//! TOML-based configuration for the settings manager.
//!
//! Reads and writes `AppConfig` to the platform-appropriate config file:
//! - Windows:  `%APPDATA%\SumatraSettings\config.toml`
//! - Linux:    `~/.config/sumatra-settings/config.toml`
//! - macOS:    `~/Library/Application Support/SumatraSettings/config.toml`
//!
//! The config only says *where* things are and how backups are named; it never
//! holds colour values.  Example:
//!
//! ```toml
//! [paths]
//! settings_folder = 'C:\Users\reader\AppData\Local\SumatraPDF'
//! settings_file = "SumatraPDF-settings.txt"
//! ledger_file = "backup_db.json"
//! theme_store_file = "backup_db.json"
//!
//! [backup]
//! ledger_key = "backup records"
//! suffix = "_backup"
//! timestamp_format = "%Y-%m-%d %H:%M:%S"
//!
//! [logging]
//! level = "info"
//! ```
//!
//! # Serde default values
//!
//! Every field has a `#[serde(default = "...")]` so that a missing file, an
//! empty file, or a file written by an older version all load cleanly.

use std::path::{Path, PathBuf};

use serde::{Deserialize, Serialize};
use sumatra_core::DEFAULT_BACKUP_SUFFIX;
use thiserror::Error;

use crate::application::manage_backups::{BackupOptions, DEFAULT_TIMESTAMP_FORMAT};
use crate::application::manager::SettingsPaths;
use crate::infrastructure::storage::ledger::DEFAULT_LEDGER_KEY;

/// Error type for configuration file operations.
#[derive(Debug, Error)]
pub enum ConfigError {
    /// The platform config directory could not be determined.
    #[error("could not determine platform config directory")]
    NoPlatformConfigDir,

    /// No settings folder was configured and none could be derived.
    #[error("could not determine the SumatraPDF settings folder; set paths.settings_folder")]
    NoSettingsFolder,

    /// A file system I/O error occurred.
    #[error("I/O error accessing config at {path}: {source}")]
    Io {
        path: PathBuf,
        #[source]
        source: std::io::Error,
    },

    /// The TOML content could not be parsed.
    #[error("failed to parse config TOML: {0}")]
    Parse(#[from] toml::de::Error),

    /// The config could not be serialized to TOML.
    #[error("failed to serialize config: {0}")]
    Serialize(#[from] toml::ser::Error),
}

// ── Config schema types ───────────────────────────────────────────────────────

/// Top-level application configuration stored on disk.
#[derive(Debug, Clone, Default, Serialize, Deserialize, PartialEq)]
pub struct AppConfig {
    #[serde(default)]
    pub paths: PathsConfig,
    #[serde(default)]
    pub backup: BackupConfig,
    #[serde(default)]
    pub logging: LoggingConfig,
}

/// Where the settings file and the tool's own documents live.
#[derive(Debug, Clone, Serialize, Deserialize, PartialEq)]
pub struct PathsConfig {
    /// Folder containing the SumatraPDF settings file.  When absent the
    /// platform default is used.
    #[serde(default, skip_serializing_if = "Option::is_none")]
    pub settings_folder: Option<PathBuf>,
    /// Settings file name, relative to the settings folder.
    #[serde(default = "default_settings_file")]
    pub settings_file: String,
    /// Ledger document name, relative to the settings folder.
    #[serde(default = "default_store_file")]
    pub ledger_file: String,
    /// Custom theme document name, relative to the settings folder.
    #[serde(default = "default_store_file")]
    pub theme_store_file: String,
}

/// Backup naming and ledger layout.
#[derive(Debug, Clone, Serialize, Deserialize, PartialEq)]
pub struct BackupConfig {
    #[serde(default = "default_ledger_key")]
    pub ledger_key: String,
    /// Marker inserted before the settings file's extension.
    #[serde(default = "default_suffix")]
    pub suffix: String,
    /// `chrono` format string for backup timestamps (local time).
    #[serde(default = "default_timestamp_format")]
    pub timestamp_format: String,
}

#[derive(Debug, Clone, Serialize, Deserialize, PartialEq)]
pub struct LoggingConfig {
    /// `tracing` log level: `"error"`, `"warn"`, `"info"`, `"debug"`, `"trace"`.
    #[serde(default = "default_log_level")]
    pub level: String,
}

// ── Default helpers ───────────────────────────────────────────────────────────

fn default_settings_file() -> String {
    "SumatraPDF-settings.txt".to_string()
}
fn default_store_file() -> String {
    "backup_db.json".to_string()
}
fn default_ledger_key() -> String {
    DEFAULT_LEDGER_KEY.to_string()
}
fn default_suffix() -> String {
    DEFAULT_BACKUP_SUFFIX.to_string()
}
fn default_timestamp_format() -> String {
    DEFAULT_TIMESTAMP_FORMAT.to_string()
}
fn default_log_level() -> String {
    "info".to_string()
}

impl Default for PathsConfig {
    fn default() -> Self {
        Self {
            settings_folder: None,
            settings_file: default_settings_file(),
            ledger_file: default_store_file(),
            theme_store_file: default_store_file(),
        }
    }
}

impl Default for BackupConfig {
    fn default() -> Self {
        Self {
            ledger_key: default_ledger_key(),
            suffix: default_suffix(),
            timestamp_format: default_timestamp_format(),
        }
    }
}

impl Default for LoggingConfig {
    fn default() -> Self {
        Self {
            level: default_log_level(),
        }
    }
}

impl AppConfig {
    /// Resolves the absolute file locations.
    ///
    /// `folder_override` (from the command line) wins over the configured
    /// folder, which wins over the platform default.
    ///
    /// # Errors
    ///
    /// [`ConfigError::NoSettingsFolder`] when no folder is configured and the
    /// platform default cannot be determined.
    pub fn settings_paths(&self, folder_override: Option<&Path>) -> Result<SettingsPaths, ConfigError> {
        let folder = folder_override
            .map(Path::to_path_buf)
            .or_else(|| self.paths.settings_folder.clone())
            .or_else(default_settings_folder)
            .ok_or(ConfigError::NoSettingsFolder)?;

        Ok(SettingsPaths {
            settings_file: folder.join(&self.paths.settings_file),
            ledger_file: folder.join(&self.paths.ledger_file),
            theme_store_file: folder.join(&self.paths.theme_store_file),
        })
    }

    /// Backup naming options from the `[backup]` section.
    pub fn backup_options(&self) -> BackupOptions {
        BackupOptions {
            ledger_key: self.backup.ledger_key.clone(),
            suffix: self.backup.suffix.clone(),
            timestamp_format: self.backup.timestamp_format.clone(),
        }
    }
}

// ── Config repository ─────────────────────────────────────────────────────────

/// Determines the platform-appropriate directory for the config file.
///
/// # Errors
///
/// Returns [`ConfigError::NoPlatformConfigDir`] when the platform config base
/// directory cannot be determined from the environment.
pub fn config_dir() -> Result<PathBuf, ConfigError> {
    platform_config_dir().ok_or(ConfigError::NoPlatformConfigDir)
}

/// Resolves the full path to the config file.
pub fn config_file_path() -> Result<PathBuf, ConfigError> {
    Ok(config_dir()?.join("config.toml"))
}

/// Loads `AppConfig` from `path`, returning `AppConfig::default()` if the
/// file does not yet exist.
///
/// # Errors
///
/// Returns [`ConfigError::Io`] for file-system errors other than "not found",
/// and [`ConfigError::Parse`] if the TOML is malformed.
pub fn load_config_from(path: &Path) -> Result<AppConfig, ConfigError> {
    match std::fs::read_to_string(path) {
        Ok(content) => {
            let cfg: AppConfig = toml::from_str(&content)?;
            Ok(cfg)
        }
        Err(e) if e.kind() == std::io::ErrorKind::NotFound => Ok(AppConfig::default()),
        Err(e) => Err(ConfigError::Io {
            path: path.to_path_buf(),
            source: e,
        }),
    }
}

/// Persists `config` to `path`, creating parent directories as needed.
///
/// # Errors
///
/// Returns [`ConfigError::Io`] for file-system failures or
/// [`ConfigError::Serialize`] if serialization fails.
pub fn save_config_to(path: &Path, config: &AppConfig) -> Result<(), ConfigError> {
    // Ensure directory exists before writing.
    if let Some(dir) = path.parent() {
        std::fs::create_dir_all(dir).map_err(|source| ConfigError::Io {
            path: dir.to_path_buf(),
            source,
        })?;
    }

    let content = toml::to_string_pretty(config)?;
    std::fs::write(path, content).map_err(|source| ConfigError::Io {
        path: path.to_path_buf(),
        source,
    })?;
    Ok(())
}

/// Resolves the platform config base directory including the app subdirectory.
fn platform_config_dir() -> Option<PathBuf> {
    #[cfg(target_os = "windows")]
    {
        // %APPDATA% e.g. C:\Users\<user>\AppData\Roaming
        std::env::var_os("APPDATA").map(|p| PathBuf::from(p).join("SumatraSettings"))
    }

    #[cfg(target_os = "macos")]
    {
        std::env::var_os("HOME").map(|h| {
            PathBuf::from(h)
                .join("Library")
                .join("Application Support")
                .join("SumatraSettings")
        })
    }

    #[cfg(not(any(target_os = "windows", target_os = "macos")))]
    {
        // XDG_CONFIG_HOME or ~/.config
        let base = std::env::var_os("XDG_CONFIG_HOME")
            .map(PathBuf::from)
            .or_else(|| std::env::var_os("HOME").map(|h| PathBuf::from(h).join(".config")))?;
        Some(base.join("sumatra-settings"))
    }
}

/// Where SumatraPDF keeps its settings when installed per user.
fn default_settings_folder() -> Option<PathBuf> {
    #[cfg(target_os = "windows")]
    {
        // %LOCALAPPDATA%\SumatraPDF
        std::env::var_os("LOCALAPPDATA").map(|p| PathBuf::from(p).join("SumatraPDF"))
    }

    #[cfg(not(target_os = "windows"))]
    {
        // Wine prefixes and portable copies vary too much to guess; this is
        // only a starting point for paths.settings_folder.
        std::env::var_os("HOME").map(|h| {
            PathBuf::from(h)
                .join(".local")
                .join("share")
                .join("SumatraPDF")
        })
    }
}

// ── Tests ─────────────────────────────────────────────────────────────────────

#[cfg(test)]
mod tests {
    use super::*;
    use tempfile::TempDir;

    // ── AppConfig defaults ────────────────────────────────────────────────────

    #[test]
    fn test_app_config_default_file_names() {
        // Arrange / Act
        let cfg = AppConfig::default();

        // Assert
        assert_eq!(cfg.paths.settings_file, "SumatraPDF-settings.txt");
        assert_eq!(cfg.paths.ledger_file, "backup_db.json");
        assert_eq!(cfg.paths.theme_store_file, "backup_db.json");
        assert!(cfg.paths.settings_folder.is_none());
    }

    #[test]
    fn test_backup_config_defaults() {
        let cfg = BackupConfig::default();
        assert_eq!(cfg.ledger_key, "backup records");
        assert_eq!(cfg.suffix, "_backup");
        assert_eq!(cfg.timestamp_format, "%Y-%m-%d %H:%M:%S");
    }

    #[test]
    fn test_logging_default_level_is_info() {
        assert_eq!(LoggingConfig::default().level, "info");
    }

    // ── TOML parsing ──────────────────────────────────────────────────────────

    #[test]
    fn test_empty_toml_uses_defaults() {
        let cfg: AppConfig = toml::from_str("").expect("deserialize empty");
        assert_eq!(cfg, AppConfig::default());
    }

    #[test]
    fn test_partial_backup_section_overrides_defaults() {
        // Arrange
        let toml_str = r#"
[backup]
suffix = "_snap"
"#;

        // Act
        let cfg: AppConfig = toml::from_str(toml_str).expect("deserialize partial");

        // Assert
        assert_eq!(cfg.backup.suffix, "_snap");
        // Unspecified fields keep their defaults
        assert_eq!(cfg.backup.ledger_key, "backup records");
    }

    #[test]
    fn test_invalid_toml_returns_parse_error() {
        let dir = TempDir::new().unwrap();
        let path = dir.path().join("config.toml");
        std::fs::write(&path, "[[[ not valid toml").unwrap();

        assert!(matches!(load_config_from(&path), Err(ConfigError::Parse(_))));
    }

    // ── load / save ───────────────────────────────────────────────────────────

    #[test]
    fn test_load_config_returns_default_when_file_absent() {
        let dir = TempDir::new().unwrap();
        let cfg = load_config_from(&dir.path().join("config.toml")).unwrap();
        assert_eq!(cfg, AppConfig::default());
    }

    #[test]
    fn test_save_and_load_config_round_trip() {
        // Arrange
        let dir = TempDir::new().unwrap();
        let path = dir.path().join("nested").join("config.toml");
        let mut cfg = AppConfig::default();
        cfg.paths.settings_folder = Some(PathBuf::from("/opt/sumatra"));
        cfg.logging.level = "debug".to_string();

        // Act
        save_config_to(&path, &cfg).unwrap();
        let loaded = load_config_from(&path).unwrap();

        // Assert
        assert_eq!(loaded, cfg);
    }

    // ── Path resolution ───────────────────────────────────────────────────────

    #[test]
    fn test_settings_paths_joins_folder_and_file_names() {
        let mut cfg = AppConfig::default();
        cfg.paths.settings_folder = Some(PathBuf::from("/data/sumatra"));
        cfg.paths.theme_store_file = "themes.json".to_string();

        let paths = cfg.settings_paths(None).unwrap();

        assert_eq!(
            paths.settings_file,
            PathBuf::from("/data/sumatra/SumatraPDF-settings.txt")
        );
        assert_eq!(paths.ledger_file, PathBuf::from("/data/sumatra/backup_db.json"));
        assert_eq!(paths.theme_store_file, PathBuf::from("/data/sumatra/themes.json"));
    }

    #[test]
    fn test_settings_paths_override_wins() {
        let mut cfg = AppConfig::default();
        cfg.paths.settings_folder = Some(PathBuf::from("/configured"));

        let paths = cfg.settings_paths(Some(Path::new("/override"))).unwrap();

        assert!(paths.settings_file.starts_with("/override"));
    }

    #[test]
    fn test_config_file_path_ends_with_config_toml() {
        if let Ok(path) = config_file_path() {
            assert!(
                path.ends_with("config.toml"),
                "config file must be named config.toml, got {path:?}"
            );
        }
        // NoPlatformConfigDir in a stripped environment is also acceptable.
    }
}
//! Application layer use cases for the settings manager.
//!
//! # What is the "application" layer? (for beginners)
//!
//! The domain crate (`sumatra-core`) knows what a theme is and how to rewrite
//! settings text, but it never touches the disk.  This layer combines those
//! pure functions with the JSON stores and the settings file to carry out
//! one user goal at a time, such as "take a backup" or "switch to Dracula".
//!
//! # Sub-modules
//!
//! - **`manage_backups`** – Snapshot, revert and delete, keeping the ledger
//!   and the snapshot files in step.
//! - **`themes`**         – Built-in plus user-saved themes, looked up by name.
//! - **`manager`**        – `SettingsManager`, the facade front ends call.
//! - **`actions`**        – Menu actions, the `Prompter` trait and the
//!   interactive session loop.

pub mod actions;
pub mod manage_backups;
pub mod manager;
pub mod themes;

pub use manager::{ManagerError, SettingsManager, SettingsPaths, ThemeApplyOutcome};
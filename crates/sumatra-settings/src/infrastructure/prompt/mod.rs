//! Line-oriented terminal front end.
//!
//! Menus are printed as numbered lists and answered by typing the number.
//! A blank line (or end of input) cancels; anything else that is not a
//! listed number prints a hint and asks again.
//!
//! The reader and writer are generic so tests can feed a `Cursor` and
//! inspect a `Vec<u8>` instead of a real terminal.

use std::io::{self, BufRead, StdinLock, Stdout, Write};

use sumatra_core::ColorSetting;
use tracing::warn;

use crate::application::actions::{Action, Prompter};

/// [`Prompter`] over any buffered reader and writer.
pub struct TerminalPrompter<R, W> {
    input: R,
    output: W,
}

impl TerminalPrompter<StdinLock<'static>, Stdout> {
    /// Prompter bound to the process's stdin and stdout.
    pub fn stdio() -> Self {
        Self::new(io::stdin().lock(), io::stdout())
    }
}

impl<R: BufRead, W: Write> TerminalPrompter<R, W> {
    pub fn new(input: R, output: W) -> Self {
        Self { input, output }
    }

    pub fn into_output(self) -> W {
        self.output
    }

    fn say(&mut self, text: &str) {
        if let Err(e) = writeln!(self.output, "{text}") {
            warn!("failed to write to terminal: {e}");
        }
    }

    /// Prints `prompt` and reads one trimmed line.  `None` on end of input.
    fn read_line(&mut self, prompt: &str) -> Option<String> {
        if let Err(e) = write!(self.output, "{prompt}").and_then(|_| self.output.flush()) {
            warn!("failed to write to terminal: {e}");
        }
        let mut line = String::new();
        match self.input.read_line(&mut line) {
            Ok(0) => None,
            Ok(_) => Some(line.trim().to_string()),
            Err(e) => {
                warn!("failed to read from terminal: {e}");
                None
            }
        }
    }

    /// Shows `items` as a numbered list and returns the 1-based choice.
    fn choose_numbered(&mut self, heading: &str, items: &[String]) -> Option<usize> {
        if items.is_empty() {
            return None;
        }
        self.say(heading);
        for (i, item) in items.iter().enumerate() {
            self.say(&format!("  {}. {item}", i + 1));
        }
        loop {
            let answer = self.read_line("Select a number (blank to cancel): ")?;
            if answer.is_empty() {
                return None;
            }
            match answer.parse::<usize>() {
                Ok(n) if (1..=items.len()).contains(&n) => return Some(n),
                _ => self.say(&format!("Please enter a number from 1 to {}.", items.len())),
            }
        }
    }
}

impl<R: BufRead, W: Write> Prompter for TerminalPrompter<R, W> {
    fn choose_action(&mut self) -> Option<Action> {
        let labels: Vec<String> = Action::ALL.iter().map(ToString::to_string).collect();
        let choice = self.choose_numbered("\nWhat would you like to do?", &labels)?;
        Action::ALL.get(choice - 1).copied()
    }

    fn choose_index(&mut self, items: &[String], task: &str) -> Option<usize> {
        self.choose_numbered(&format!("Select the backup to {task}:"), items)
    }

    fn choose_theme(&mut self, names: &[String]) -> Option<String> {
        let choice = self.choose_numbered("Select a theme:", names)?;
        names.get(choice - 1).cloned()
    }

    fn pick_color(&mut self, setting: ColorSetting, current: &str) -> Option<String> {
        let hint = if setting == ColorSetting::GradientColors {
            " (three colors separated by spaces)"
        } else {
            ""
        };
        self.read_line(&format!("{setting}{hint} [{current}]: "))
    }

    fn notify(&mut self, message: &str) {
        self.say(message);
    }
}

// ── Tests ─────────────────────────────────────────────────────────────────────
//! Rewrites colour values in the settings text.
//!
//! # How the substitution works (for beginners)
//!
//! The rewriter does not know where each setting is declared.  It only knows
//! the value each setting has *now* (from [`extract_current`]) and the value it
//! *should* have.  For every line of the file, and for every setting in
//! [`ColorSetting::ALL`] order, every literal occurrence of the current value
//! is replaced by the target value.
//!
//! Consequences worth knowing:
//!
//! - A value reused elsewhere in the file (for example `#ffffff` appearing in
//!   both `BackgroundColor` and some unrelated block) is replaced everywhere.
//! - Later settings see the text already produced by earlier ones.  If two
//!   settings share a current value, the first substitution consumes every
//!   occurrence and the second finds nothing left to replace.
//!
//! Matching is plain substring matching; values are never interpreted as
//! patterns.
//!
//! [`extract_current`]: super::extract::extract_current

use std::borrow::Cow;

use tracing::debug;

use crate::domain::color::{ColorSetting, ThemeColors};

/// Substitutes `current` values with `target` values throughout `text`.
///
/// Returns `text` unchanged when `target` is `None`.  Line endings and every
/// byte not covered by a substitution are preserved.
pub fn rewrite_theme(text: &str, current: &ThemeColors, target: Option<&ThemeColors>) -> String {
    let Some(target) = target else {
        return text.to_string();
    };

    let mut out = String::with_capacity(text.len());
    let mut changed_lines = 0usize;

    for original in text.split_inclusive('\n') {
        let mut line = Cow::Borrowed(original);
        for setting in ColorSetting::ALL {
            let from = current.get(setting);
            let to = target.get(setting);
            // An empty needle would match between every character.
            if from.is_empty() || from == to || !line.contains(from) {
                continue;
            }
            line = Cow::Owned(line.replace(from, to));
        }
        if line != original {
            changed_lines += 1;
        }
        out.push_str(&line);
    }

    debug!(changed_lines, "theme substitution finished");
    out
}

// ── Tests ─────────────────────────────────────────────────────────────────────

**Exercise description**
Copy out each line of the records that holds the string "cannot".

**Output**
    /// platform default cannot be determined.
/// directory cannot be determined from the environment.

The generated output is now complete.